Глава 7 Коммуна в Канзасе (осень 1875 — весна 1877 гг.)
Глава 7
Коммуна в Канзасе (осень 1875 — весна 1877 гг.)
В Нью-Йорке, в одной квартире все пятнадцать переселенцев жили два месяца — сентябрь и октябрь [2,243]. В сентябре у Чайковских родилась первая дочь — Варвара[64,121]. Первоначально «богочеловеки» планировали поселиться у В. Фрея, который уже приобрел славу специалиста по коммунальной жизни в Америке. Двое «послов» — А.К. Маликов и Н.В. Чайковский — отправились к Фрею для знакомства.
Коммуна, которую Фрей назвал «La progressive», была основана в 1871 г. В год приезда «богочеловеков» в Америку там вышла книга Чарльза Нордхоффа «Коммунистические сообщества в Соединенных Штатах», содержащая описание коммуны Фрея, ее «Конституцию» и программное «Заявление» [103,344]. Располагалась коммуна в местечке Ceadar valley (Кедровая долина) в 50 милях от ближайшей станции железной дороги — Индепенденс. Самый крупный город в той округе — Уичито. Ceadar valley расположилась в долине реки Арканзас, в южной части штата Канзас. Севернее — город Хатчисон; южнее, на границе с Оклахомой — Арканзас-Сити. Железная дорога из Нью-Йорка проходит через административный центр Канзаса город Топика. По этой железной дороге, через Топику в Индепенденс, а оттуда в Кедровую долину и отправились два «разведчика».
Позже А.К. Маликов рассказывал В.Г. Короленко о тех ожиданиях, с которыми он ехал к Фрею, и ярком их несоответствии тому, что перед ним открылось:
«Депутаты рассчитывали найти благоустроенную общину с солидными постройками и огороженными полями, но приехав на место, нашли жалкую хибарку с щелями в стенах и адским холодом внутри. Потолка не было. Вверху была только щелевая крыша» [41,650].

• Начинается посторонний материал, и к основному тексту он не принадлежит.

use std::fmt;

use k8s_openapi::api::core::v1::{
    Container, ContainerPort, EnvVar, EnvVarSource, ObjectFieldSelector, Probe,
    ResourceRequirements, SecurityContext,
};

/// A builder to build [`Container`] objects.
///
/// Environment variables and ports keep the order in which they were added.
#[derive(Clone, Default)]
pub struct ContainerBuilder {
    container_ports: Option<Vec<ContainerPort>>,
    env: Option<Vec<EnvVar>>,
    image: Option<String>,
    name: String,
    resources: Option<ResourceRequirements>,
    readiness_probe: Option<Probe>,
    security_context: Option<SecurityContext>,
}

impl ContainerBuilder {
    pub fn new(name: &str) -> Self {
        Self {
            name: name.to_owned(),
            ..Self::default()
        }
    }

    pub fn image(&mut self, image: impl Into<String>) -> &mut Self {
        self.image = Some(image.into());
        self
    }

    pub fn add_env_var(&mut self, name: impl Into<String>, value: impl Into<String>) -> &mut Self {
        self.env.get_or_insert_with(Vec::new).push(EnvVar {
            name: name.into(),
            value: Some(value.into()),
            ..EnvVar::default()
        });
        self
    }

    /// Used for pushing down attributes like the Pod's name or IP into the container.
    pub fn add_env_var_from_field_path(
        &mut self,
        name: impl Into<String>,
        field_path: &FieldPathEnvVar,
    ) -> &mut Self {
        self.env.get_or_insert_with(Vec::new).push(EnvVar {
            name: name.into(),
            value_from: Some(EnvVarSource {
                field_ref: Some(ObjectFieldSelector {
                    api_version: field_path.api_version().map(ToOwned::to_owned),
                    field_path: field_path.to_string(),
                }),
                ..EnvVarSource::default()
            }),
            ..EnvVar::default()
        });
        self
    }

    pub fn add_container_port(&mut self, name: impl Into<String>, port: i32) -> &mut Self {
        self.container_ports
            .get_or_insert_with(Vec::new)
            .push(ContainerPortBuilder::new(port).name(name).build());
        self
    }

    pub fn add_container_ports(
        &mut self,
        container_ports: impl IntoIterator<Item = ContainerPort>,
    ) -> &mut Self {
        self.container_ports
            .get_or_insert_with(Vec::new)
            .extend(container_ports);
        self
    }

    pub fn resources(&mut self, resources: ResourceRequirements) -> &mut Self {
        self.resources = Some(resources);
        self
    }

    pub fn readiness_probe(&mut self, probe: Probe) -> &mut Self {
        self.readiness_probe = Some(probe);
        self
    }

    pub fn security_context(&mut self, context: SecurityContext) -> &mut Self {
        self.security_context = Some(context);
        self
    }

    pub fn build(&self) -> Container {
        Container {
            env: self.env.clone(),
            image: self.image.clone(),
            resources: self.resources.clone(),
            name: self.name.clone(),
            ports: self.container_ports.clone(),
            readiness_probe: self.readiness_probe.clone(),
            security_context: self.security_context.clone(),
            ..Container::default()
        }
    }
}

/// A builder to build [`ContainerPort`] objects.
#[derive(Clone, Default)]
pub struct ContainerPortBuilder {
    container_port: i32,
    name: Option<String>,
}

impl ContainerPortBuilder {
    pub fn new(container_port: i32) -> Self {
        Self {
            container_port,
            ..Self::default()
        }
    }

    pub fn name(&mut self, name: impl Into<String>) -> &mut Self {
        self.name = Some(name.into());
        self
    }

    pub fn build(&self) -> ContainerPort {
        ContainerPort {
            container_port: self.container_port,
            name: self.name.clone(),
            ..ContainerPort::default()
        }
    }
}

/// Downward API capabilities available via `fieldRef`
/// See: <https://kubernetes.io/docs/tasks/inject-data-application/downward-api-volume-expose-pod-information/#capabilities-of-the-downward-api>
#[derive(Clone, Debug, PartialEq, Eq)]
pub enum FieldPathEnvVar {
    Name,
    PodIp,
    HostIp,
}

impl FieldPathEnvVar {
    /// The API version the field path is resolved against, if it is pinned.
    pub fn api_version(&self) -> Option<&'static str> {
        match self {
            Self::HostIp => Some("v1"),
            Self::Name | Self::PodIp => None,
        }
    }
}

impl fmt::Display for FieldPathEnvVar {
    fn fmt(&self, f: &mut fmt::Formatter) -> fmt::Result {
        match self {
            Self::Name => write!(f, "metadata.name"),
            Self::PodIp => write!(f, "status.podIP"),
            Self::HostIp => write!(f, "status.hostIP"),
        }
    }
}
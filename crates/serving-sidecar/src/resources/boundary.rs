use snafu::{Snafu, ensure};

use crate::quantity::Quantity;

#[derive(Debug, PartialEq, Eq, Snafu)]
#[snafu(display("minimum {min} is bigger than maximum {max}"))]
pub struct InvertedBoundaryError {
    min: Quantity,
    max: Quantity,
}

/// A closed interval `[min, max]` derived resource quantities are clamped into.
#[derive(Clone, Copy, Debug, PartialEq, Eq)]
pub struct ResourceBoundary {
    min: Quantity,
    max: Quantity,
}

impl ResourceBoundary {
    pub fn new(min: Quantity, max: Quantity) -> Result<Self, InvertedBoundaryError> {
        ensure!(min <= max, InvertedBoundarySnafu { min, max });
        Ok(Self { min, max })
    }

    /// Only for bounds which are known to be ordered, like the built-in defaults.
    pub(crate) fn new_unchecked(min: Quantity, max: Quantity) -> Self {
        Self { min, max }
    }

    pub fn min(&self) -> Quantity {
        self.min
    }

    pub fn max(&self) -> Quantity {
        self.max
    }

    /// Clamps `quantity` into the boundary. A clamped result is the bound itself, including its
    /// format.
    pub fn apply(&self, quantity: Quantity) -> Quantity {
        if quantity < self.min {
            self.min
        } else if quantity > self.max {
            self.max
        } else {
            quantity
        }
    }
}
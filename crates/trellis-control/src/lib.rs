//! Control tree primitives for the Trellis lifecycle engine.
//!
//! This crate provides:
//! - `ControlArena` / `ControlId` - arena-owned component tree
//! - `Control` trait - lifecycle hooks and head-resource contributions
//! - `ControlCx` / `Registrar` - per-cycle registration seams
//! - `HeadResource` / `HeadAggregator` - script/style dedup and ordering
//! - `PartialResult` - the ajax-cycle response value

mod arena;
mod control;
mod head;
mod partial;

pub use arena::*;
pub use control::*;
pub use head::*;
pub use partial::*;
//! Partial (ajax) result: named content sections plus head resources.

use crate::head::HeadResource;

/// A named, independently-routable part of a partial response.
#[derive(Debug, Clone, PartialEq, Eq)]
pub struct Section {
    /// Section name; client-side script routes the content by it.
    pub name: String,
    /// Rendered content of the section.
    pub content: String,
}

impl Section {
    /// Create a named section.
    pub fn new(name: impl Into<String>, content: impl Into<String>) -> Self {
        Self {
            name: name.into(),
            content: content.into(),
        }
    }
}

/// The ajax-cycle response value: head resources plus zero or more named
/// sections, as opposed to a full page render.
///
/// Absence of content is not an error; an empty partial still writes an
/// empty body with the declared content type.
#[derive(Debug, Clone, Default, PartialEq, Eq)]
pub struct PartialResult {
    sections: Vec<Section>,
    head: Vec<HeadResource>,
    content_type: Option<String>,
}

impl PartialResult {
    /// Create an empty partial result.
    pub fn new() -> Self {
        Self::default()
    }

    /// Append a named section.
    pub fn with_section(mut self, name: impl Into<String>, content: impl Into<String>) -> Self {
        self.sections.push(Section::new(name, content));
        self
    }

    /// Append a head resource declaration.
    pub fn with_head(mut self, resource: HeadResource) -> Self {
        self.head.push(resource);
        self
    }

    /// Override the content type for this partial.
    pub fn with_content_type(mut self, content_type: impl Into<String>) -> Self {
        self.content_type = Some(content_type.into());
        self
    }

    /// Append another partial's sections and head declarations, keeping
    /// this one's content type unless it was unset.
    pub fn merge(&mut self, other: PartialResult) {
        self.sections.extend(other.sections);
        self.head.extend(other.head);
        if self.content_type.is_none() {
            self.content_type = other.content_type;
        }
    }

    /// Prepend head declarations, keeping their relative order.
    ///
    /// Used by the ajax path to put the target subtree's aggregated
    /// resources ahead of behavior-contributed ones.
    pub fn prepend_head(&mut self, resources: Vec<HeadResource>) {
        let mut head = resources;
        head.append(&mut self.head);
        self.head = head;
    }

    /// Sections in declaration order.
    pub fn sections(&self) -> &[Section] {
        &self.sections
    }

    /// Head declarations in declaration order (not yet deduplicated).
    pub fn head_resources(&self) -> &[HeadResource] {
        &self.head
    }

    /// Content type override, if any.
    pub fn content_type(&self) -> Option<&str> {
        self.content_type.as_deref()
    }

    /// Check whether the partial carries neither sections nor resources.
    pub fn is_empty(&self) -> bool {
        self.sections.is_empty() && self.head.is_empty()
    }
}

Так ли жалок был вид жилища Фрея или Маликов «сгустил краски», вспоминая свой приезд в «La progressive», но результат знакомства был иной, чем планировалось: «Вместо того чтобы примкнуть к этой колонии, эмигранты пригласили Фрея к себе и основали поблизости коммуну» [41,650]. Вряд ли все дело в бедности Фрея или его неумении поставить дело. Георгий Мачтет, посланец кружка «американцев», прожил в коммуне Фрея восемь месяцев и не вынес ощущения материальной запущенности Дом Фрея, в его описании, типичен для той местности и того времени) [53,203]. Иное дело — те жизненные принципы, которые исповедовал Фрей. Он считал вегетарианство и аскетизм двумя главными заповедями коммунальной жизни и те, кто считал иначе, ужиться с ним не смогли бы. Его коммуна располагала было 40 акрами «огороженной земли» то есть той что использовалась под посевы. Это 16 гектар. И четыре акра (чуть более полутора гектаров) были под виноградниками [103,354]. Даже при урожайности кукурузы ниже нижнего предела — в 20 центнеров с гектара, можно было получить более 30 тонн зерна. Всей же земли было 320 акров, то есть почти 130 гектаров. Это позволяло содержать стадо до 15 коров, столько же свиней и домашнюю птицу. Но питались коммунары в основном бобами и маленькими хлебцами из муки с отрубями и без соли [53,188]. Главное же чем Фрей оттолкнул от себя «богочеловеков» — та моральная атмосфера, которая сложилась в его коммуне: «В общине, устроенной с целью выработки идеального строя жизни, царил деспотизм «мнений и убеждений» [53,199]. Выше мы говорили о том, что, признавая в целом методы, отстаиваемые Фреем «богочеловеки» стремились к достижению несколько иных целей. В цитированном уже письме H.H. Чайковского к Д.А. Клеменцу есть одна фраза, позволяющая предположить, что настороженное отношение к тем принципам, которые стремился утвердить Фрей в своей коммуне, появились у них задолго до того, как они приехали в Кедровую долину. Вот она:
«Да, разные Фреи своими экспериментами вполне подтверждают ваше неодобрение к такого рода дрессировке людей» [92,194].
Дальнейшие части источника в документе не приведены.